By Suzanne Sparrow Watson

Bob, me and brother Jack

My brothers and I have been fortunate in many ways, not the least is we have never harbored any jealousy of one another.  We have always supported one another’s accomplishments and offered support during rough patches.  But I have to admit, I have always been a bit envious of their beautiful hair.  Both of my brothers have shiny, thick, silver hair that requires little effort and provides them with a distinguished look.  On the other hand, I’ve been covering up my grey hair every 5-6 weeks since my late-30’s.  I discovered that I’m not unusual: 75% of women in the U.S. color their hair.

Part of the reason so many women choose to cover the gray is due to our cultural bias that gray hair is aging.  While studies show that men are perceived as more distinguished with gray hair (it is called the “George Clooney effect), women with gray hair are perceived to be old, dowdy and uncaring about their looks.  There is even a phrase for women who let their hair go gray:  Gray hair, don’t care.  I’m calling baloney on that.  Maybe we’re just tired of all the upkeep and expense.  I hate to think about the money I’ve spent on hair color over the years.  I’ve ranged from golden blonde to light brown to auburn but regardless of color, I’ve been a slave to the gray.

But something changed earlier this year; I began to re-think coloring my hair.  After all, I’m 70 – who am I trying to kid by not having a gray hair on my head?  One would only need to look at my crepey arms or wrinkled neck to know that I’m way past the point of being carded at the liquor store.  During the 2020 lockdown it was all the rage to transition to gray hair because the salons were closed.  Of course I didn’t do it then, when I wasn’t going anywhere or seeing anyone.  That would have made too much sense.  Instead, I donned my hazmat suit and kept every salon appointment all year long.  But earlier this year I decided enough was enough and vowed to join my brothers in the Sparrow silver hair.   I had silver-blonde streaks put in to help with the transition.  I have a visions of looking like this:







But I will probably end up looking like this:











Turns out that I have very slow-growing hair.  It sure didn’t seem that way when I was traipsing to the salon every six weeks.  It will probably take the better part of a year for the silver to grow all the way out.  Oh well, I’m almost past the point of caring.  The gray hair I worry about these days is on Dash the Wonder Dog.  When I look at his sweet face I see all the gray hair around his eyes.  It’s a horrible reminder that he is getting older and won’t always be with me.  Now THAT is gray hair to worry about.  So I’m going to spend my time thinking less about what color my hair is and more time sitting next to my best pal, who loves me no matter what color is on top of my head.  We’ve made a pact that we’re going gray together.

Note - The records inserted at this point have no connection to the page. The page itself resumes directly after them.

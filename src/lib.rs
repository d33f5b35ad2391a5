//! Grammar-Norm rewrites context-free grammars into Chomsky and Greibach normal form.
//!
//! Grammars are read in a compact rule-count-prefixed format where every
//! symbol is a single character and `?` marks the empty alternative. The
//! result of each pipeline stage can be observed, which is how the
//! command-line tool prints its checkpoint dumps.
//!
//! # Example
//!
//! ```rust
//! use grammar_norm::{normalize, Grammar, NoopObserver};
//!
//! let grammar = Grammar::parse("1 S->aSb|ab").unwrap();
//! let normalized = normalize(grammar, &mut NoopObserver).unwrap();
//!
//! assert!(grammar_norm::cnf::is_chomsky(&normalized.cnf));
//! assert!(grammar_norm::gnf::is_greibach(&normalized.gnf));
//! ```

pub mod cnf;
pub mod fresh;
pub mod gnf;
pub mod grammar;
pub mod language;
pub mod utils;

pub use grammar::{Grammar, GrammarBuilder, GrammarConfig};
pub use utils::{
    DumpObserver, GrammarError, NoopObserver, RecordingObserver, Result, Stage, StageObserver,
};

// Re-export the data model
pub use grammar::{Alphabet, Alternative, Name, Rule, Symbol, Variable};

/// Both normal forms of one input grammar
#[derive(Debug, Clone, PartialEq)]
pub struct Normalized {
    pub cnf: Grammar,
    pub gnf: Grammar,
}

/// Convert `grammar` to CNF and then to GNF, notifying `observer` after every
/// stage of both pipelines.
#[tracing::instrument(skip_all, fields(observer = observer.name()))]
pub fn normalize(mut grammar: Grammar, observer: &mut dyn StageObserver) -> Result<Normalized> {
    cnf::to_cnf(&mut grammar, observer)?;
    let gnf = gnf::to_gnf(&grammar, observer)?;
    Ok(Normalized { cnf: grammar, gnf })
}
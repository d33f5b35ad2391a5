use std::fmt;
use std::io::{self, Write};
use thiserror::Error;

use crate::grammar::{Grammar, Variable};

/// Custom error types for grammar normalization
#[derive(Error, Debug)]
pub enum GrammarError {
    #[error("IO error: {0}")]
    Io(#[from] io::Error),

    #[error("Parse error: {0}")]
    Parse(String),

    #[error("Invalid grammar: {0}")]
    InvalidGrammar(String),

    #[error("Config error: {0}")]
    Config(#[from] serde_json::Error),

    #[error(
        "Alternative holds {occurrences} occurrences of nullable variable {variable} (limit {limit})"
    )]
    NullableBlowup {
        variable: Variable,
        occurrences: usize,
        limit: usize,
    },

    #[error("Rule for {variable} grew past {limit} alternatives")]
    AlternativeBlowup { variable: Variable, limit: usize },

    #[error("{stage} did not reach a fixpoint within {limit} passes")]
    FixpointLimit { stage: Stage, limit: usize },

    #[error("Output error: {0}")]
    Output(String),
}

/// Result type for grammar operations
pub type Result<T> = std::result::Result<T, GrammarError>;

/// The rewrite stages of the CNF and GNF pipelines, in pipeline order
#[derive(Debug, Clone, Copy, PartialEq, Eq, Hash)]
pub enum Stage {
    StartIsolation,
    NullElimination,
    UnitElimination,
    Binarization,
    TerminalIsolation,
    Ordering,
    /// Raising leading references and removing immediate left recursion.
    ///
    /// The two run interleaved per rule, so they share one checkpoint: after
    /// it no alternative starts with its own rule's variable or a lower tag.
    LeadingReferences,
    BackSubstitution,
}

impl Stage {
    /// Every stage, in the order the pipelines run them
    pub const ALL: [Stage; 8] = [
        Stage::StartIsolation,
        Stage::NullElimination,
        Stage::UnitElimination,
        Stage::Binarization,
        Stage::TerminalIsolation,
        Stage::Ordering,
        Stage::LeadingReferences,
        Stage::BackSubstitution,
    ];

    /// Whether the grammar after this stage is an externally visible checkpoint.
    ///
    /// Terminal isolation completes CNF; every GNF stage is a checkpoint.
    pub fn is_checkpoint(self) -> bool {
        matches!(
            self,
            Stage::TerminalIsolation
                | Stage::Ordering
                | Stage::LeadingReferences
                | Stage::BackSubstitution
        )
    }

    pub fn name(self) -> &'static str {
        match self {
            Stage::StartIsolation => "start isolation",
            Stage::NullElimination => "null-production elimination",
            Stage::UnitElimination => "unit-production elimination",
            Stage::Binarization => "binarization",
            Stage::TerminalIsolation => "terminal isolation",
            Stage::Ordering => "ordering assignment",
            Stage::LeadingReferences => "leading-reference and left-recursion elimination",
            Stage::BackSubstitution => "back-substitution",
        }
    }
}

impl fmt::Display for Stage {
    fn fmt(&self, f: &mut fmt::Formatter<'_>) -> fmt::Result {
        f.write_str(self.name())
    }
}

/// Trait for anything that wants to see the grammar between pipeline stages
pub trait StageObserver: fmt::Debug {
    /// Called once after each stage completes
    fn observe(&mut self, stage: Stage, grammar: &Grammar) -> Result<()>;

    /// Get the name of this observer
    fn name(&self) -> &str;
}

/// An observer that ignores every stage
#[derive(Debug, Clone, Default)]
pub struct NoopObserver;

impl StageObserver for NoopObserver {
    fn observe(&mut self, _stage: Stage, _grammar: &Grammar) -> Result<()> {
        Ok(())
    }

    fn name(&self) -> &str {
        "noop"
    }
}

/// Writes the rule set as `Variable->alt|alt` lines followed by a blank line
pub struct DumpObserver<W: Write> {
    writer: W,
    every_stage: bool,
}

impl<W: Write> DumpObserver<W> {
    /// Dump only the checkpoint stages
    pub fn new(writer: W) -> Self {
        DumpObserver {
            writer,
            every_stage: false,
        }
    }

    /// Dump after every stage, not just the checkpoints
    pub fn every_stage(mut self, every_stage: bool) -> Self {
        self.every_stage = every_stage;
        self
    }

    pub fn into_inner(self) -> W {
        self.writer
    }
}

impl<W: Write> fmt::Debug for DumpObserver<W> {
    fn fmt(&self, f: &mut fmt::Formatter<'_>) -> fmt::Result {
        f.debug_struct("DumpObserver")
            .field("every_stage", &self.every_stage)
            .finish_non_exhaustive()
    }
}

impl<W: Write> StageObserver for DumpObserver<W> {
    fn observe(&mut self, stage: Stage, grammar: &Grammar) -> Result<()> {
        if !self.every_stage && !stage.is_checkpoint() {
            return Ok(());
        }
        writeln!(self.writer, "{}", grammar)
            .and_then(|_| self.writer.flush())
            .map_err(|e| GrammarError::Output(format!("{}: {}", stage, e)))
    }

    fn name(&self) -> &str {
        "dump"
    }
}

/// Keeps a snapshot of the grammar after every stage
#[derive(Debug, Clone, Default)]
pub struct RecordingObserver {
    snapshots: Vec<(Stage, Grammar)>,
}

impl RecordingObserver {
    pub fn new() -> Self {
        RecordingObserver::default()
    }

    /// All snapshots, in the order the stages ran
    pub fn snapshots(&self) -> &[(Stage, Grammar)] {
        &self.snapshots
    }

    /// The snapshot taken after `stage`, if that stage ran
    pub fn after(&self, stage: Stage) -> Option<&Grammar> {
        self.snapshots
            .iter()
            .find(|(s, _)| *s == stage)
            .map(|(_, g)| g)
    }
}

impl StageObserver for RecordingObserver {
    fn observe(&mut self, stage: Stage, grammar: &Grammar) -> Result<()> {
        self.snapshots.push((stage, grammar.clone()));
        Ok(())
    }

    fn name(&self) -> &str {
        "recording"
    }
}

/// Trait extension for Option<T> to convert to GrammarError
pub trait OptionExt<T> {
    fn ok_or_grammar_err<F>(self, f: F) -> Result<T>
    where
        F: FnOnce() -> String;
}

impl<T> OptionExt<T> for Option<T> {
    fn ok_or_grammar_err<F>(self, f: F) -> Result<T>
    where
        F: FnOnce() -> String,
    {
        self.ok_or_else(|| GrammarError::InvalidGrammar(f()))
    }
}

#[cfg(test)]
mod tests {
    use super::*;

    fn grammar() -> Grammar {
        Grammar::parse("2 S->aA A->b|?").unwrap()
    }

    #[test]
    fn test_checkpoint_stages() {
        let checkpoints: Vec<Stage> = Stage::ALL
            .into_iter()
            .filter(|s| s.is_checkpoint())
            .collect();
        assert_eq!(
            checkpoints,
            vec![
                Stage::TerminalIsolation,
                Stage::Ordering,
                Stage::LeadingReferences,
                Stage::BackSubstitution
            ]
        );
    }

    #[test]
    fn test_stage_names() {
        assert_eq!(
            Stage::LeadingReferences.to_string(),
            "leading-reference and left-recursion elimination"
        );
        assert_eq!(Stage::NullElimination.to_string(), "null-production elimination");
    }

    #[test]
    fn test_alternative_blowup_message() {
        let err = GrammarError::AlternativeBlowup {
            variable: Variable::letter('S').tagged(2),
            limit: 10,
        };
        assert_eq!(err.to_string(), "Rule for S[2] grew past 10 alternatives");
    }

    #[test]
    fn test_dump_observer_skips_intermediate_stages() {
        let g = grammar();
        let mut dump = DumpObserver::new(Vec::new());
        dump.observe(Stage::NullElimination, &g).unwrap();
        assert!(dump.into_inner().is_empty());

        let mut dump = DumpObserver::new(Vec::new());
        dump.observe(Stage::TerminalIsolation, &g).unwrap();
        let text = String::from_utf8(dump.into_inner()).unwrap();
        assert_eq!(text, "S->aA\nA->b|?\n\n");
    }

    #[test]
    fn test_dump_observer_every_stage() {
        let g = grammar();
        let mut dump = DumpObserver::new(Vec::new()).every_stage(true);
        dump.observe(Stage::StartIsolation, &g).unwrap();
        dump.observe(Stage::UnitElimination, &g).unwrap();
        let text = String::from_utf8(dump.into_inner()).unwrap();
        assert_eq!(text.matches("S->aA").count(), 2);
    }

    #[test]
    fn test_recording_observer() {
        let g = grammar();
        let mut recorder = RecordingObserver::new();
        recorder.observe(Stage::Ordering, &g).unwrap();
        assert_eq!(recorder.snapshots().len(), 1);
        assert!(recorder.after(Stage::Ordering).is_some());
        assert!(recorder.after(Stage::Binarization).is_none());
    }

    #[test]
    fn test_option_ext() {
        let missing: Option<u8> = None;
        let err = missing.ok_or_grammar_err(|| "no start rule".to_string());
        assert!(format!("{}", err.unwrap_err()).contains("no start rule"));
    }
}
use clap::{ArgAction, Parser};
use grammar_norm::language::{sample, words_up_to};
use grammar_norm::{normalize, DumpObserver, Grammar, GrammarConfig, NoopObserver, StageObserver};
use std::fs::File;
use std::io::{self, BufReader};
use std::path::PathBuf;
use tracing::{info, level_filters::LevelFilter, warn};
use tracing_subscriber::EnvFilter;

/// Attempts per requested sample before giving up on it
const SAMPLE_ATTEMPTS: usize = 100;

/// Rewrite a context-free grammar into Chomsky and then Greibach normal form
#[derive(Parser)]
#[command(author, version, about, long_about = None)]
struct Cli {
    /// Grammar file: a rule count followed by `X->alt|alt` rules (stdin if omitted)
    #[arg(help = "Path to the grammar file")]
    input: Option<PathBuf>,

    /// -v dumps the CNF grammar and every GNF stage, -vv dumps every stage
    #[arg(short, long, action = ArgAction::Count)]
    verbose: u8,

    /// Print the final grammar as JSON
    #[arg(long)]
    json: bool,

    /// JSON configuration file
    #[arg(long, value_name = "FILE")]
    config: Option<PathBuf>,

    /// Check that input, CNF and GNF derive the same words up to this length
    #[arg(long, value_name = "K")]
    check: Option<usize>,

    /// Print this many random words derived from the final grammar
    #[arg(long, value_name = "N")]
    samples: Option<usize>,
}

fn init_tracing(verbose: u8) {
    let level = match verbose {
        0 => LevelFilter::WARN,
        1 => LevelFilter::INFO,
        _ => LevelFilter::DEBUG,
    };
    tracing_subscriber::fmt()
        .with_env_filter(
            EnvFilter::builder()
                .with_default_directive(level.into())
                .from_env_lossy(),
        )
        .with_writer(io::stderr)
        .init();
}

fn main() -> Result<(), Box<dyn std::error::Error>> {
    let cli = Cli::parse();
    init_tracing(cli.verbose);

    let config = match &cli.config {
        Some(path) => GrammarConfig::from_json_file(path)?,
        None => GrammarConfig::default(),
    };
    let grammar = match &cli.input {
        Some(path) => {
            info!(path = %path.display(), "loading grammar");
            Grammar::from_reader(BufReader::new(File::open(path)?), config)?
        }
        None => Grammar::from_reader(io::stdin().lock(), config)?,
    };
    info!(rules = grammar.rules().len(), "loaded grammar");

    let original = cli.check.map(|_| grammar.clone());
    let mut observer: Box<dyn StageObserver> = if cli.verbose > 0 && !cli.json {
        Box::new(DumpObserver::new(io::stdout()).every_stage(cli.verbose > 1))
    } else {
        Box::new(NoopObserver)
    };
    let normalized = normalize(grammar, observer.as_mut())?;

    if cli.json {
        println!("{}", serde_json::to_string_pretty(&normalized.gnf)?);
    } else if cli.verbose == 0 {
        // Verbose runs already dumped the final grammar as a checkpoint
        println!("{}", normalized.gnf);
    }

    if let (Some(max_len), Some(original)) = (cli.check, original) {
        let expected = words_up_to(&original, max_len);
        for (form, grammar) in [("CNF", &normalized.cnf), ("GNF", &normalized.gnf)] {
            let found = words_up_to(grammar, max_len);
            if found != expected {
                let missing: Vec<&String> = expected.difference(&found).collect();
                let extra: Vec<&String> = found.difference(&expected).collect();
                return Err(format!(
                    "{} language differs up to length {}: missing {:?}, extra {:?}",
                    form, max_len, missing, extra
                )
                .into());
            }
        }
        eprintln!(
            "language preserved up to length {} ({} words)",
            max_len,
            expected.len()
        );
    }

    if let Some(count) = cli.samples {
        let mut rng = rand::thread_rng();
        for i in 0..count {
            match (0..SAMPLE_ATTEMPTS).find_map(|_| sample(&normalized.gnf, &mut rng)) {
                Some(word) => println!("{}. {}", i + 1, word),
                None => warn!(attempts = SAMPLE_ATTEMPTS, "no derivation within the depth limit"),
            }
        }
    }

    Ok(())
}
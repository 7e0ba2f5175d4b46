//! Error types for metrics export.

use jira_sync::{ConfigError, EventError};
use thiserror::Error;

/// Errors that can occur while fetching or exporting metrics.
#[derive(Debug, Error)]
pub enum MetricsError {
    /// Missing or invalid configuration
    #[error(transparent)]
    Config(#[from] ConfigError),

    /// Webhook payload could not be loaded
    #[error(transparent)]
    Event(#[from] EventError),

    /// HTTP request failed
    #[error("HTTP request failed: {0}")]
    Http(#[from] reqwest::Error),

    /// GitHub answered with a non-success status
    #[error("GitHub API error: {status} - {message}")]
    Api { status: u16, message: String },

    /// Report file could not be written
    #[error("I/O error: {0}")]
    Io(#[from] std::io::Error),

    /// CSV encoding failed
    #[error("CSV error: {0}")]
    Csv(#[from] csv::Error),

    /// JSON encoding or decoding failed
    #[error("Serialization error: {0}")]
    Serialization(#[from] serde_json::Error),
}
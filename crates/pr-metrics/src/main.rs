//! CLI for exporting pull request metrics
//!
//! Run `pr-metrics --help` for usage information.

// CLI binaries legitimately need println! for user output
#![allow(clippy::disallowed_macros)]

use std::path::{Path, PathBuf};

use anyhow::{Context, Result};
use clap::{Parser, Subcommand};
use tracing::{info, warn};
use tracing_subscriber::{fmt, prelude::*, EnvFilter};

use jira_sync::annotations::{self, Annotation};
use jira_sync::KeyExtractor;
use pr_metrics::{
    calculate_metrics, Exporter, GitHubClient, LeadTimeConfig, LeadTimeRecord, MetricsConfig,
    MetricsReport,
};

#[derive(Parser)]
#[command(name = "pr-metrics")]
#[command(about = "Export pull request lead time and Jira compliance metrics")]
#[command(version)]
struct Cli {
    /// Enable verbose logging
    #[arg(short, long, global = true)]
    verbose: bool,

    /// Webhook payload path
    #[arg(long, global = true, env = "GITHUB_EVENT_PATH")]
    event_path: Option<PathBuf>,

    #[command(subcommand)]
    command: Commands,
}

#[derive(Subcommand)]
enum Commands {
    /// Export metrics for recently updated pull requests
    Export {
        /// Lookback window in days (overrides DAYS_BACK)
        #[arg(long)]
        days_back: Option<u32>,

        /// Output directory (overrides METRICS_OUTPUT_DIR)
        #[arg(short, long)]
        output_dir: Option<PathBuf>,
    },

    /// Record the lead time of the pull request in the current event
    LeadTime {
        /// Output directory (overrides DASHBOARD_OUTPUT_DIR)
        #[arg(short, long)]
        output_dir: Option<PathBuf>,
    },
}

#[tokio::main(flavor = "current_thread")]
async fn main() -> Result<()> {
    let cli = Cli::parse();

    // Logs go to stderr; stdout carries annotations
    let filter = if cli.verbose {
        EnvFilter::new("debug")
    } else {
        EnvFilter::try_from_default_env().unwrap_or_else(|_| EnvFilter::new("info"))
    };

    tracing_subscriber::registry()
        .with(fmt::layer().with_target(false).with_writer(std::io::stderr))
        .with(filter)
        .init();

    let result = match cli.command {
        Commands::Export {
            days_back,
            output_dir,
        } => run_export(days_back, output_dir).await,
        Commands::LeadTime { output_dir } => run_lead_time(cli.event_path.as_deref(), output_dir),
    };

    if let Err(err) = &result {
        println!("{}", Annotation::error(format!("{err:#}")));
    }
    result
}

async fn run_export(days_back: Option<u32>, output_dir: Option<PathBuf>) -> Result<()> {
    let mut config = MetricsConfig::from_env()?;
    if let Some(days) = days_back {
        config.days_back = days;
    }
    if let Some(dir) = output_dir {
        config.output_dir = dir;
    }

    info!(
        repository = %config.repository,
        days = config.days_back,
        "Exporting pull request metrics"
    );
    if config.token.is_none() {
        warn!("GITHUB_TOKEN is not set, using unauthenticated requests");
    }

    let client = GitHubClient::new(&config.api_url, config.token.as_deref(), config.timeout)
        .context("Failed to build GitHub client")?;
    let prs = client
        .recent_pull_requests(&config.repository, config.since())
        .await
        .context("Failed to fetch pull requests")?;

    let extractor = KeyExtractor::new(config.projects.clone());
    let report = MetricsReport::new(calculate_metrics(&prs, &extractor), &config);
    let exporter = Exporter::new(&config.output_dir)?;
    exporter.export(&report, &prs, &extractor)?;

    info!(
        compliance = report.summary.jira_compliance_rate,
        avg_merge_hours = report.summary.avg_time_to_merge_hours,
        "Metrics summary"
    );
    emit(&[Annotation::notice(format!(
        "Exported metrics for {} pull requests to {}: Jira compliance {}%, average time to merge {} hours",
        report.summary.total_prs,
        exporter.output_dir().display(),
        report.summary.jira_compliance_rate,
        report.summary.avg_time_to_merge_hours,
    ))])
}

fn run_lead_time(event_path: Option<&Path>, output_dir: Option<PathBuf>) -> Result<()> {
    let mut config = LeadTimeConfig::from_env();
    if let Some(dir) = output_dir {
        config.output_dir = dir;
    }

    let Some(record) = LeadTimeRecord::load(event_path)? else {
        return emit(&[Annotation::notice(
            "No pull request payload; skipping lead time export",
        )]);
    };

    record.write(&config.output_dir)?;
    let message = match record.lead_time_hours {
        Some(hours) => format!("PR #{} lead time: {hours} hours", record.number),
        None => format!("PR #{} is not merged yet", record.number),
    };
    emit(&[Annotation::notice(message)])
}

fn emit(annotations: &[Annotation]) -> Result<()> {
    annotations::emit(annotations).context("Failed to write annotations")
}
//! Lead time of the pull request in the current webhook event.
//!
//! Each run overwrites `latest.json` and appends one row to `history.csv`,
//! so a dashboard job can accumulate history across workflow runs.

use std::fs::{self, OpenOptions};
use std::path::{Path, PathBuf};

use chrono::{DateTime, Utc};
use serde::{Deserialize, Serialize};
use tracing::info;

use crate::error::MetricsError;
use crate::github::hours_between;
use crate::metrics::round2;
use jira_sync::event::load_event;
use jira_sync::{EventError, PullRequestEvent};

pub const LATEST_JSON: &str = "latest.json";
pub const HISTORY_CSV: &str = "history.csv";

#[derive(Debug, Clone, PartialEq, Serialize, Deserialize)]
pub struct LeadTimeRecord {
    pub number: u64,
    pub state: String,
    pub created_at: Option<DateTime<Utc>>,
    pub merged_at: Option<DateTime<Utc>>,
    /// Creation to merge, 2 dp; `None` until merged
    pub lead_time_hours: Option<f64>,
}

impl LeadTimeRecord {
    #[must_use]
    pub fn from_event(event: &PullRequestEvent) -> Self {
        let lead_time_hours = match (event.created_at, event.merged_at) {
            (Some(created), Some(merged)) => Some(round2(hours_between(created, merged))),
            _ => None,
        };

        Self {
            number: event.number,
            state: event.state.as_str().to_string(),
            created_at: event.created_at,
            merged_at: event.merged_at,
            lead_time_hours,
        }
    }

    /// Build the record from the payload at `path`.
    ///
    /// Returns `Ok(None)` when there is no payload or it is not a pull
    /// request event.
    pub fn load(path: Option<&Path>) -> Result<Option<Self>, MetricsError> {
        match load_event(path) {
            Ok(event) => Ok(event.as_ref().map(Self::from_event)),
            Err(EventError::NotPullRequest) => Ok(None),
            Err(e) => Err(e.into()),
        }
    }

    /// Write `latest.json` and append to `history.csv` under `dir`.
    pub fn write(&self, dir: &Path) -> Result<PathBuf, MetricsError> {
        fs::create_dir_all(dir)?;

        let latest = dir.join(LATEST_JSON);
        fs::write(&latest, serde_json::to_string_pretty(self)?)?;

        let history = dir.join(HISTORY_CSV);
        let is_new = !history.exists();
        let file = OpenOptions::new().create(true).append(true).open(&history)?;
        let mut writer = csv::WriterBuilder::new()
            .has_headers(is_new)
            .from_writer(file);
        writer.serialize(self)?;
        writer.flush()?;

        info!(
            pr = self.number,
            lead_time_hours = ?self.lead_time_hours,
            dir = %dir.display(),
            "Lead time exported"
        );
        Ok(history)
    }
}
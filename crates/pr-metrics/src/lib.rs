//! Pull request metrics for the Jira integration.
//!
//! This crate provides:
//! - A paginated GitHub client for recently updated pull requests
//! - Aggregate metrics (state counts, Jira-key compliance, merge latency,
//!   monthly trend)
//! - JSON and CSV report export
//! - Per-event lead time export for dashboards
//!
//! # Example
//!
//! ```no_run
//! use pr_metrics::{calculate_metrics, Exporter, GitHubClient, MetricsConfig, MetricsReport};
//! use jira_sync::KeyExtractor;
//!
//! # async fn example() -> anyhow::Result<()> {
//! let config = MetricsConfig::from_env()?;
//! let client = GitHubClient::new(&config.api_url, config.token.as_deref(), config.timeout)?;
//! let prs = client.recent_pull_requests(&config.repository, config.since()).await?;
//!
//! let extractor = KeyExtractor::new(config.projects.clone());
//! let report = MetricsReport::new(calculate_metrics(&prs, &extractor), &config);
//! Exporter::new(&config.output_dir)?.export(&report, &prs, &extractor)?;
//! # Ok(())
//! # }
//! ```

#![warn(clippy::pedantic)]
#![allow(clippy::module_name_repetitions)]
#![allow(clippy::missing_errors_doc)]

pub mod config;
pub mod error;
pub mod export;
pub mod github;
pub mod lead_time;
pub mod metrics;

pub use config::{LeadTimeConfig, MetricsConfig};
pub use error::MetricsError;
pub use export::{Exporter, PullRequestRow};
pub use github::{GitHubClient, PullRequest};
pub use lead_time::LeadTimeRecord;
pub use metrics::{calculate_metrics, MetricsAccumulator, MetricsReport, MetricsSummary};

13 comments on “70 SHADES OF GREY

  1. As I battle Stage IV cancer, hair sounds wonderful of any color. It’s the least of my thoughts these days. Cut it short and buy a gray synthetic wig. It will make the transition so much faster and fun. They are very inexpensive these days. You will embrace the freedom. Good for you and healthier too.

  2. You look fabulous, no matter your hair color! I’m with you in spirit…just v
    Can’t seem to do it yet, myself❣️

  3. I have to say I am in the 25% who have no gray hair! At almost 72 I guess I should count my lucky stars!
    All I need are a few highlights. But I do have sympathy for you! My hair may not have any gray but it’s stick straight and baby fine. 🤦🏻‍♀️🤷🏻‍♀️
    I’m sure you will be as lovely as always with gray hair! ❣️
    Thanks for your post!

  4. Holy crap, you’re 70 – little Suzie Sparrow’s 70, man that means I’m OLD – the little girl mom use to ‘baby sit’ is a WOMAN!

    As for the gray hair thing (1) we couldn’t understand why dad had dark brown hair when he passed, that’s when Mal’s wife Irene found a case plus of men’s hair dye in the closet (dad wasn’t gray but I was at 48 (2) my 77 y/o wife does not dye her hair and it’s still a dark brown – the luck of the Irish I guess.

    • That’s so funny about your dad. Never would have guessed that about him! We’re all getting older, John, it’s just all about the attitude!

  5. So sweet. You and Dash!!
    Amazing all the mantra’s that keep us from being free
    I think grey will be very vogue!!

    Love your writing and your subjects. You can make anything glamours!!

  6. Thx for this, Suzanne! I’m almost there!
    I bet you’ll look much closer to the first photograph-
    never the second!
    Hugs to Dash!💛

    • I think it’s a looooong process, Janet! Who knows? I may end up dying it back after all this! Hope you’re enjoying this heat – I know you love it!